Princes of the Yen: Central Bank Truth Documentary
Published on Nov 4, 2014
This is film about the power of central banks.
Economist Richard Werner's book 'Princes of the Yen' was a number one general bestseller in Japan in 2001. The book covers the monetary policy of the Bank of Japan specifically and central bank informal guidance of bank credit in general.
The Japanese version of 'Princes of the Yen' was released in 2001 and the English version in 2003. The film itself is 80% based on this book, but also contains additional research and sources, including discussion of contemporary EU monetary policy.
Richard Werner http://en.wikipedia.org/wiki/Richard_Werner has viewed and approved this documentary rendition of his work.
'While the Bank of Japan adopted the precise name of Prof Werner's policy, it was somewhat less accurate when interpreting his actual proposal.
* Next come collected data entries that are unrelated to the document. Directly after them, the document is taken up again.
//! Persistent models.
//!
//! Nested document parts (`color`, `display`, `logo`, `v_card`) live in JSONB
//! columns and keep their JSON field names, so the stored shape is the same
//! shape the API serves.

/// Implements JSONB `FromSql`/`ToSql` through serde for document types that
/// derive `AsExpression` and `FromSqlRow` with `sql_type = Jsonb`.
macro_rules! jsonb_document {
    ($($ty:ty),+ $(,)?) => {
        $(
            impl diesel::deserialize::FromSql<diesel::sql_types::Jsonb, diesel::pg::Pg> for $ty {
                fn from_sql(bytes: diesel::pg::PgValue<'_>) -> diesel::deserialize::Result<Self> {
                    let value = <serde_json::Value as diesel::deserialize::FromSql<
                        diesel::sql_types::Jsonb,
                        diesel::pg::Pg,
                    >>::from_sql(bytes)?;
                    Ok(serde_json::from_value(value)?)
                }
            }

            impl diesel::serialize::ToSql<diesel::sql_types::Jsonb, diesel::pg::Pg> for $ty {
                fn to_sql<'b>(
                    &'b self,
                    out: &mut diesel::serialize::Output<'b, '_, diesel::pg::Pg>,
                ) -> diesel::serialize::Result {
                    let value = serde_json::to_value(self)?;
                    <serde_json::Value as diesel::serialize::ToSql<
                        diesel::sql_types::Jsonb,
                        diesel::pg::Pg,
                    >>::to_sql(&value, &mut out.reborrow())
                }
            }
        )+
    };
}

mod theme;
mod user;

pub use theme::{
    FontColors, HEX_COLOR, LogoFormat, LogoOptionsUpdate, LogoSize, MAX_THEME_NAME_LEN, NewTheme,
    SocialIconColors, Theme, ThemeChangeset, ThemeColor, ThemeDisplay, ThemeLogo,
    ThemeOptionsUpdate, ThemeSummary, VCardButtonColors,
};
pub use user::{NewUser, UpdateUser, User, UserRole, VCard};
//! HTTP request handlers for API endpoints, organized by resource.

pub mod auth;
pub mod health;
pub mod me;
pub mod themes;
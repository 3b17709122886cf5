use diesel::result::{DatabaseErrorInformation, DatabaseErrorKind, Error as DieselError};

use crate::error::{AppError, ConstraintParser};

/// Converts Diesel errors into structured [`AppError`] variants.
///
/// Unique violations become [`AppError::Duplicate`] (HTTP 409), not-null and
/// check violations become [`AppError::Validation`]; everything else is an
/// opaque [`AppError::Database`] carrying the failed operation name.
pub struct DatabaseErrorConverter;

impl DatabaseErrorConverter {
    pub fn convert_diesel_error(error: DieselError, operation: &str) -> AppError {
        match error {
            DieselError::DatabaseError(kind, info) => {
                Self::convert_database_error(kind, info.as_ref(), operation)
            }
            DieselError::NotFound => AppError::NotFound {
                entity: "resource".to_string(),
                field: "id".to_string(),
                value: "unknown".to_string(),
            },
            other => AppError::Database {
                operation: operation.to_string(),
                source: anyhow::Error::from(other),
            },
        }
    }

    fn convert_database_error(
        kind: DatabaseErrorKind,
        info: &(dyn DatabaseErrorInformation + Send + Sync),
        operation: &str,
    ) -> AppError {
        let message = info.message();
        let details = info.details().unwrap_or_default();
        let full_message = format!("{}\n{}", message, details);
        let constraint_name = info.constraint_name();

        let parsed = match kind {
            DatabaseErrorKind::UniqueViolation => {
                ConstraintParser::parse_unique_violation(&full_message, constraint_name).map(
                    |(entity, field, value)| AppError::Duplicate {
                        entity,
                        field,
                        value,
                    },
                )
            }
            DatabaseErrorKind::NotNullViolation => {
                ConstraintParser::parse_not_null_violation(&full_message, constraint_name).map(
                    |(entity, field)| AppError::Validation {
                        field,
                        reason: format!("Field is required for {}", entity),
                    },
                )
            }
            DatabaseErrorKind::CheckViolation => {
                ConstraintParser::parse_check_violation(&full_message, constraint_name).map(
                    |(entity, field)| AppError::Validation {
                        field,
                        reason: format!("Check constraint failed for {} field", entity),
                    },
                )
            }
            _ => None,
        };

        parsed.unwrap_or_else(|| AppError::Database {
            operation: operation.to_string(),
            source: anyhow::Error::msg(format!("{:?}: {}", kind, message)),
        })
    }
}
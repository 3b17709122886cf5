//! Middleware components for request processing.
//!
//! This module contains middleware for logging, request ID tracking,
//! error handling, and authentication.

mod auth;
mod error_handler;
mod logging;
mod request_id;

pub use auth::{AuthUser, admin_middleware, auth_middleware};
pub use error_handler::{error_parts, global_error_handler};
pub use logging::logging_middleware;
pub use request_id::{REQUEST_ID_HEADER, RequestId, request_id_middleware};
Incredibly, the Japanese version of QE that was eventually implemented was a policy Prof Werner had specifically ruled-out.
Prof Werner's argument was that, because more than 95% of the money supply in a modern economy is derived not from cash or reserves, but from private bank lending, it is essential to get banks to lend.
So he urged the Japanese government to enter into private long-term agreements to borrow from commercial banks, instead of issuing government debt.
The Bank of Japan's version of QE, in contrast, involved creating money out of nothing at the central bank.
"That's absolutely not what my policy was about," says Prof Werner. "In my original article, I specifically argued against either lowering interest rates or expanding central bank reserves. That was my whole point - traditional solutions weren't going to work. Actually, it was a bit upsetting."
Then, in an additional twist, the Bank of England also later adopted Prof Werner's QE label - but, again, to describe a policy with which he didn't agree.
He maintains, though, that the "best way to boost the economy is to increase bank credit", and that can only be guaranteed by governments borrowing from banks directly.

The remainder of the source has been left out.